**ASSIGNED TASK**
Return only the lines of the listing below that run from the line with "assert_eq!(list.index_of(&12), Some(2));" through the line with "assert_ne!(a, (0..4).collect());", both ends included, exactly as written.
[[ AVAILABLE DATA, beginning ]]
#![cfg(test)]

use std::hash::{BuildHasher, RandomState};
use std::{iter, mem};

use super::*;
use crate::util::alloc::{CloneBomb, CountedDrop, ZeroSizedType};
use crate::util::panic::assert_panics;

#[test]
fn test_push_and_get_order() {
    let mut list = FastList::new();
    list.push_back(2);
    list.push_back(3);
    list.push_front(1);

    assert_eq!(list.len(), 3);
    assert_eq!(list.get(0), &1, "Elements should be reachable in push order.");
    assert_eq!(list.get(1), &2);
    assert_eq!(list.get(2), &3);
    assert_eq!(list.front(), Some(&1));
    assert_eq!(list.back(), Some(&3));
    list.check_invariants();
}

#[test]
fn test_push_front_links_previous_elements() {
    let mut list: FastList<usize> = (0..4).collect();
    list.push_front(99);

    assert_eq!(list.len(), 5);
    assert_eq!(list.get(0), &99);
    for i in 0..4 {
        assert_eq!(
            list.get(i + 1),
            &i,
            "Existing elements should sit one position later, in their old order."
        );
    }
    assert_eq!(
        list.back(),
        Some(&3),
        "The old tail should still be reachable through the new head."
    );

    list.push_back(100);
    assert_eq!(
        list.get(5),
        &100,
        "Appending after a front push should land past the old tail."
    );
    list.check_invariants();
}

#[test]
fn test_ascending_reads_ride_the_cursor() {
    let list: FastList<usize> = (0..100).collect();
    assert_eq!(list.hops(), 0, "Pushes shouldn't traverse any links.");

    for i in 0..100 {
        assert_eq!(list.get(i), &i);
    }
    assert_eq!(
        list.hops(),
        99,
        "A full ascending sweep should walk each link exactly once."
    );

    list.get(50);
    assert_eq!(
        list.hops(),
        149,
        "Stepping back before the cursor should restart from the head."
    );

    list.get(99);
    assert_eq!(
        list.hops(),
        198,
        "Moving forwards again should resume from the cursor."
    );
}

#[test]
fn test_descending_reads_restart_from_the_head() {
    let list: FastList<usize> = (0..10).collect();

    for i in (0..10).rev() {
        assert_eq!(list.get(i), &i);
    }
    assert_eq!(
        list.hops(),
        45,
        "A descending sweep can never use the cursor, so every read walks from the head."
    );
}

#[test]
fn test_repeated_reads_at_one_position_are_free() {
    let list: FastList<usize> = (0..10).collect();
    list.get(5);
    assert_eq!(list.hops(), 5);

    for _ in 0..100 {
        assert_eq!(list.get(5), &5);
    }
    assert_eq!(
        list.hops(),
        5,
        "Reading the cursor's exact position shouldn't walk any links."
    );
}

#[test]
fn test_cursor_survives_push_front() {
    let mut list: FastList<usize> = (0..5).collect();
    list.get(2);
    assert_eq!(list.hops(), 2);

    list.push_front(99);
    assert_eq!(
        list.get(3),
        &2,
        "The cursor's element should have moved up one position."
    );
    assert_eq!(
        list.hops(),
        2,
        "Reading the cursor's shifted position shouldn't walk any links."
    );
    list.check_invariants();
}

#[test]
fn test_cursor_survives_push_back() {
    let mut list: FastList<usize> = (0..5).collect();
    list.get(4);
    assert_eq!(list.hops(), 4);

    list.push_back(5);
    assert_eq!(list.get(5), &5);
    assert_eq!(
        list.hops(),
        5,
        "A new element behind the cursor should be one hop away."
    );
    list.check_invariants();
}

#[test]
fn test_remove_shifts_later_elements() {
    let mut list: FastList<usize> = (0..5).collect();

    assert_eq!(list.remove(2), 2, "Removal should return the element's value.");
    assert_eq!(list.len(), 4);
    assert_eq!(
        list,
        [0, 1, 3, 4].into_iter().collect(),
        "Elements after the removed position should shift down by one."
    );
    list.check_invariants();
}

#[test]
fn test_remove_leaves_cursor_on_predecessor() {
    let mut list: FastList<usize> = (0..100).collect();

    for i in 0..5 {
        assert_eq!(list.remove(10), 10 + i);
    }
    assert_eq!(
        list.hops(),
        9,
        "Removing at one index repeatedly should only seek the predecessor once."
    );
    assert_eq!(list.len(), 95);

    assert_eq!(list.get(10), &15);
    assert_eq!(
        list.hops(),
        10,
        "The element now at the removed index should be one hop from the cursor."
    );
    list.check_invariants();
}

#[test]
fn test_remove_head_clears_cursor() {
    let mut list: FastList<usize> = (0..4).collect();
    list.get(2);
    assert_eq!(list.hops(), 2);

    assert_eq!(list.remove(0), 0);
    assert_eq!(
        list.get(1),
        &2,
        "Elements should have shifted down one position."
    );
    assert_eq!(
        list.hops(),
        3,
        "Removing the head leaves no predecessor to stand on, so the next read walks from the head."
    );
    list.check_invariants();
}

#[test]
fn test_remove_tail_repairs_tail() {
    let mut list: FastList<usize> = (0..4).collect();

    assert_eq!(list.remove(3), 3);
    assert_eq!(
        list.back(),
        Some(&2),
        "The removed node's predecessor should become the tail."
    );

    list.push_back(9);
    assert_eq!(
        list.get(3),
        &9,
        "Pushing after a tail removal should link through the new tail."
    );
    list.check_invariants();
}

#[test]
fn test_out_of_bounds_leaves_list_untouched() {
    let mut list: FastList<usize> = (0..4).collect();
    list.get(2);

    assert_eq!(list.try_get(4), Err(IndexOutOfBounds { index: 4, len: 4 }));
    assert_eq!(list.try_get_mut(7), Err(IndexOutOfBounds { index: 7, len: 4 }));
    assert_eq!(list.try_replace(4, 99), Err(IndexOutOfBounds { index: 4, len: 4 }));
    assert_eq!(list.try_remove(4), Err(IndexOutOfBounds { index: 4, len: 4 }));

    assert_eq!(list.len(), 4);
    assert_eq!(
        list,
        (0..4).collect(),
        "Failed operations shouldn't change the contents."
    );
    assert_eq!(
        IndexOutOfBounds { index: 4, len: 4 }.to_string(),
        "Index 4 out of bounds for collection with 4 elements!"
    );
    list.check_invariants();

    let mut empty = FastList::<usize>::new();
    assert_eq!(empty.try_get(0), Err(IndexOutOfBounds { index: 0, len: 0 }));
    assert_eq!(empty.try_remove(0), Err(IndexOutOfBounds { index: 0, len: 0 }));
    empty.check_invariants();
}

#[test]
fn test_panicking_accessors() {
    assert_panics!({
        let _ = FastList::<usize>::new().get(0);
    });
    assert_panics!({
        let mut list: FastList<usize> = (0..3).collect();
        list.remove(3);
    });
    assert_panics!({
        let list: FastList<usize> = (0..3).collect();
        let _ = list[5];
    });
}

#[test]
fn test_pop_front_and_back() {
    let mut list: FastList<usize> = (0..3).collect();

    assert_eq!(list.pop_front(), Some(0));
    assert_eq!(list.pop_back(), Some(2));
    assert_eq!(list.pop_back(), Some(1));
    assert_eq!(list.pop_back(), None, "An empty list has nothing to pop.");
    assert_eq!(list.pop_front(), None);
    assert!(list.is_empty());
    list.check_invariants();

    list.push_back(7);
    assert_eq!(
        list.pop_front(),
        Some(7),
        "A single element is both the front and the back."
    );
    assert!(list.is_empty());
}

#[test]
fn test_front_and_back_accessors() {
    let mut list = FastList::new();
    assert_eq!(list.front(), None);
    assert_eq!(list.back(), None);
    assert_eq!(list.front_mut(), None);
    assert_eq!(list.back_mut(), None);

    list.push_back(1);
    list.push_back(2);
    *list.front_mut().unwrap() += 10;
    *list.back_mut().unwrap() *= 10;
    assert_eq!(list.front(), Some(&11));
    assert_eq!(list.back(), Some(&20));

    *list.push_back(3) += 30;
    assert_eq!(
        list.back(),
        Some(&33),
        "The reference returned by push_back should point at the new element."
    );
    *list.push_front(4) += 40;
    assert_eq!(list.front(), Some(&44));
    list.check_invariants();
}

#[test]
fn test_replace_keeps_shape() {
    let mut list: FastList<usize> = (0..5).collect();

    assert_eq!(list.replace(3, 99), 3, "Replacing should return the old value.");
    assert_eq!(list.hops(), 3);
    assert_eq!(list.get(3), &99);
    assert_eq!(
        list.hops(),
        3,
        "Replacing resolves its position like a read and leaves the cursor there."
    );
    assert_eq!(list.len(), 5);
    list.check_invariants();
}

#[test]
fn test_clear_and_reuse() {
    let counter = CountedDrop::new();
    let mut list: FastList<CountedDrop> = iter::repeat_with(|| counter.clone()).take(10).collect();
    list.get(4);

    list.clear();
    assert_eq!(counter.take(), 10, "Clearing should drop every element.");
    assert!(list.is_empty());
    list.check_invariants();

    list.push_back(counter.clone());
    assert_eq!(list.len(), 1, "A cleared list should accept new elements.");

    drop(list);
    assert_eq!(counter.take(), 1);
}

#[test]
fn test_take_moves_the_list() {
    let counter = CountedDrop::new();
    let mut source: FastList<CountedDrop> = iter::repeat_with(|| counter.clone()).take(4).collect();
    source.get(2);

    let moved = mem::take(&mut source);
    assert_eq!(counter.take(), 0, "Moving a list shouldn't drop any elements.");
    assert!(source.is_empty(), "The source should be left empty.");
    assert_eq!(moved.len(), 4);
    source.check_invariants();
    moved.check_invariants();

    drop(source);
    drop(moved);
    assert_eq!(counter.take(), 4, "The moved list should own every element.");
}

#[test]
fn test_remove_frees_only_the_removed_element() {
    let counter = CountedDrop::new();
    let mut list: FastList<CountedDrop> = iter::repeat_with(|| counter.clone()).take(6).collect();

    let removed = list.remove(2);
    assert_eq!(counter.take(), 0, "Removal should hand the element over, not drop it.");
    drop(removed);
    assert_eq!(counter.take(), 1, "Dropping the removed value should drop exactly one element.");

    let popped = (list.pop_front(), list.pop_back());
    assert_eq!(counter.take(), 0);
    drop(popped);
    assert_eq!(counter.take(), 2, "Popped values should account the same way.");

    list.check_invariants();
    drop(list);
    assert_eq!(counter.take(), 3, "The remaining elements should drop with the list.");
}

#[test]
fn test_drop_frees_all_elements() {
    let counter = CountedDrop::new();
    let list: FastList<CountedDrop> = iter::repeat_with(|| counter.clone()).take(10).collect();

    drop(list);
    assert_eq!(counter.take(), 10, "Dropping the list should drop every element.");

    let counter = CountedDrop::new();
    let mut iter = iter::repeat_with(|| counter.clone())
        .take(5)
        .collect::<FastList<_>>()
        .into_iter();
    iter.next();
    iter.next();

    drop(iter);
    assert_eq!(
        counter.take(),
        5,
        "Dropping a part-consumed owning iterator should still drop every element."
    );
}

#[test]
fn test_clone_is_deep() {
    let mut list: FastList<usize> = (0..5).collect();
    list.get(3);

    let copy = list.clone();
    assert_eq!(copy, list);
    assert_eq!(copy.hops(), 0, "A fresh clone starts with no cursor history.");

    list.replace(0, 99);
    list.remove(2);
    assert_eq!(
        copy,
        (0..5).collect(),
        "Changing the original shouldn't affect the clone."
    );
    copy.check_invariants();
}

#[test]
fn test_clone_failure_drops_partial_copy() {
    let counter = CountedDrop::new();
    let bomb = CloneBomb::arm(9, &counter);
    let list: FastList<CloneBomb> = iter::repeat_with(|| bomb.clone()).take(6).collect();
    assert_eq!(counter.take(), 0, "Building the list shouldn't drop anything.");

    assert_panics!({
        let _ = list.clone();
    });
    assert_eq!(
        counter.take(),
        3,
        "The partial clone should drop exactly the elements it managed to copy."
    );
    assert_eq!(list.len(), 6, "A failed clone shouldn't touch the original.");
    list.check_invariants();

    drop(list);
    assert_eq!(counter.take(), 6);
}

#[test]
fn test_iterators() {
    let mut list: FastList<usize> = (0..5).collect();

    assert!(
        list.iter().copied().eq(0..5),
        "Iteration should visit elements front to back."
    );
    assert_eq!(list.iter().len(), 5);
    assert_eq!(list.hops(), 4, "A full shared iteration costs one hop per link.");

    for value in list.iter_mut() {
        *value *= 2;
    }
    assert_eq!(
        list,
        [0, 2, 4, 6, 8].into_iter().collect(),
        "Mutation through the iterator should stick."
    );
    assert_eq!(
        list.hops(),
        4,
        "The mutable iterator walks the chain directly, without the cursor."
    );

    let mut iter = list.into_iter();
    assert_eq!(iter.next(), Some(0));
    assert_eq!(iter.len(), 4);
    assert_eq!(iter.next(), Some(2));
    assert_eq!(iter.next(), Some(4));
    assert_eq!(iter.next(), Some(6));
    assert_eq!(iter.next(), Some(8));
    assert_eq!(iter.next(), None);
    assert_eq!(iter.next(), None, "A finished iterator should stay finished.");
}

#[test]
fn test_extend_and_default() {
    let mut list: FastList<usize> = (0..3).collect();
    list.extend(3..6);

    assert_eq!(list, (0..6).collect(), "Extending should append in order.");
    assert_eq!(FastList::<usize>::default(), FastList::new());
}

#[test]
fn test_index_operators() {
    let mut list: FastList<usize> = (0..4).collect();

    assert_eq!(list[2], 2);
    list[2] = 99;
    assert_eq!(list[2], 99);
}

#[test]
fn test_contains_and_index_of() {
    let list: FastList<usize> = (10..20).collect();

    assert!(list.contains(&15));
    assert!(!list.contains(&25));
    assert_eq!(list.index_of(&12), Some(2));
    assert_eq!(list.index_of(&99), None);
}

#[test]
fn test_equality_and_hash() {
    let a: FastList<usize> = (0..5).collect();
    let b: FastList<usize> = (0..5).collect();
    b.get(3);

    assert_eq!(a, b, "The cursor shouldn't participate in equality.");
    assert_ne!(a, (0..4).collect());
    assert_ne!(a, FastList::new());

    let state = RandomState::new();
    assert_eq!(
        state.hash_one(&a),
        state.hash_one(&b),
        "Equal lists should hash alike."
    );
}

#[test]
fn test_display_and_debug() {
    let list: FastList<usize> = (1..4).collect();

    assert_eq!(list.to_string(), "(1) -> (2) -> (3)");
    assert_eq!(FastList::<usize>::new().to_string(), "()");
    assert_eq!(format!("{list:?}"), "FastList { contents: [1, 2, 3], len: 3 }");
}

#[test]
fn test_elements_need_no_trait_bounds() {
    struct Opaque(u8);

    let mut list = FastList::new();
    list.push_back(Opaque(1));
    list.push_front(Opaque(0));
    list.get(1);
    list.check_invariants();

    let Opaque(front) = list.remove(0);
    assert_eq!(front, 0, "The list should work without any bounds on the element type.");
    list.check_invariants();
}

#[test]
fn test_zst_support() {
    let mut list = FastList::new();
    for _ in 0..5 {
        list.push_back(ZeroSizedType);
    }

    assert_eq!(list.len(), 5);
    assert_eq!(list.get(4), &ZeroSizedType, "Indexing should work for ZST elements.");
    assert_eq!(list.remove(2), ZeroSizedType);
    assert_eq!(list.iter().count(), 4);
    list.check_invariants();
}

#[test]
fn test_mixed_operations() {
    let mut list = FastList::new();
    list.push_back(1);
    list.push_back(2);
    list.push_back(3);

    assert_eq!(list.get(0), &1);
    assert_eq!(list.get(1), &2);
    assert_eq!(list.get(2), &3);
    assert_eq!(list.hops(), 2);

    assert_eq!(list.replace(1, 20), 2);
    assert_eq!(list.remove(1), 20);
    assert_eq!(list, [1, 3].into_iter().collect());

    list.push_front(0);
    list.push_back(4);
    assert_eq!(list, [0, 1, 3, 4].into_iter().collect());
    list.check_invariants();
}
[[ AVAILABLE DATA, end ]]
**SOLUTION TO THE PROBLEM**
    assert_eq!(list.index_of(&12), Some(2));
    assert_eq!(list.index_of(&99), None);
}

#[test]
fn test_equality_and_hash() {
    let a: FastList<usize> = (0..5).collect();
    let b: FastList<usize> = (0..5).collect();
    b.get(3);

    assert_eq!(a, b, "The cursor shouldn't participate in equality.");
    assert_ne!(a, (0..4).collect());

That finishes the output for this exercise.